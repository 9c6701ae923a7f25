//! Damage strings
//!
//!     One or more clauses joined by ` plus ` (case-insensitive). A clause starting with a
//!     dice formula is a damage roll, the rest of the clause being its type (`untyped` when
//!     there is none). Any other clause is a non-dice rider such as `Grab` or `Knockdown`
//!     and lands in the effects list.

use super::common::DICE_PATTERN;
use crate::codex::statblock::DamageRoll;
use once_cell::sync::Lazy;
use regex::Regex;

static SEPARATOR: Lazy<Regex> = Lazy::new(|| Regex::new(r"(?i) plus ").unwrap());

static DAMAGE_CLAUSE: Lazy<Regex> =
    Lazy::new(|| Regex::new(&format!(r"^({})\s*(.*)$", DICE_PATTERN)).unwrap());

#[derive(Debug, Clone, PartialEq, Eq, Default)]
pub struct DamageParse {
    pub damage: Vec<DamageRoll>,
    pub effects: Vec<String>,
}

impl DamageParse {
    /// Append another parse, keeping both lists in order.
    pub fn extend(&mut self, other: DamageParse) {
        self.damage.extend(other.damage);
        self.effects.extend(other.effects);
    }
}

pub fn parse_damage_string(input: &str) -> DamageParse {
    let mut parsed = DamageParse::default();

    for clause in SEPARATOR
        .split(input)
        .map(str::trim)
        .filter(|c| !c.is_empty())
    {
        match DAMAGE_CLAUSE.captures(clause) {
            Some(caps) => {
                let damage_type = caps[2].trim().to_lowercase();
                let damage_type = if damage_type.is_empty() {
                    "untyped".to_string()
                } else {
                    damage_type
                };
                parsed.damage.push(DamageRoll::new(&caps[1], damage_type));
            }
            None => parsed.effects.push(clause.to_string()),
        }
    }
    parsed
}
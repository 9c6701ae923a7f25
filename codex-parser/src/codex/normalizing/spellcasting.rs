//! Spellcasting entries

use super::coerce::{key_text, to_enum, to_list, to_number, to_text};
use super::shapes::field;
use crate::codex::parsing::{capitalize, first_signed_int};
use crate::codex::statblock::{CastingType, SpellRank, Spellcasting, Tradition};
use serde_yaml::{Mapping, Value};

pub fn normalize_spellcasting(value: Option<&Value>) -> Vec<Spellcasting> {
    match value {
        Some(Value::Sequence(items)) => items
            .iter()
            .filter_map(Value::as_mapping)
            .map(normalize_entry)
            .collect(),
        Some(Value::Mapping(map)) => vec![normalize_entry(map)],
        _ => Vec::new(),
    }
}

fn normalize_entry(map: &Mapping) -> Spellcasting {
    let tradition = to_text(field(map, &["tradition"])).and_then(|t| Tradition::from_input(&t));
    let casting = to_enum(
        field(map, &["type", "casting", "prepared"]),
        CastingType::from_input,
        CastingType::Innate,
    );
    let name = to_text(field(map, &["name"])).unwrap_or_else(|| {
        let tradition = tradition.map(|t| capitalize(t.as_str())).unwrap_or_default();
        format!("{} {} Spells", tradition, capitalize(casting.as_str()))
            .trim()
            .to_string()
    });

    let ranks = match field(map, &["spells"]) {
        Some(Value::Mapping(spells)) => spells
            .iter()
            .filter_map(|(key, value)| {
                let rank = spell_rank(&key_text(key)?)?;
                let spells = to_list(Some(value));
                (!spells.is_empty()).then_some(SpellRank { rank, spells })
            })
            .collect(),
        _ => Vec::new(),
    };

    Spellcasting {
        name,
        tradition,
        casting,
        dc: to_number(field(map, &["dc"]), 0),
        attack: to_number(field(map, &["attack"]), 0),
        ranks,
    }
}

/// `cantrips` → 0, otherwise the first integer in the key (`1st`, `rank 3`, `5`).
fn spell_rank(key: &str) -> Option<u8> {
    if key.trim().to_lowercase().starts_with("cantrip") {
        return Some(0);
    }
    first_signed_int(key).and_then(|n| u8::try_from(n).ok())
}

▶ [THE PROBLEM]: Copy every line in the entries above that has the string "crate" in it.

▶ [RESULT OF THIS TASK]:
use crate::codex::statblock::DamageRoll;
use crate::codex::parsing::{capitalize, first_signed_int};
use crate::codex::statblock::{CastingType, SpellRank, Spellcasting, Tradition};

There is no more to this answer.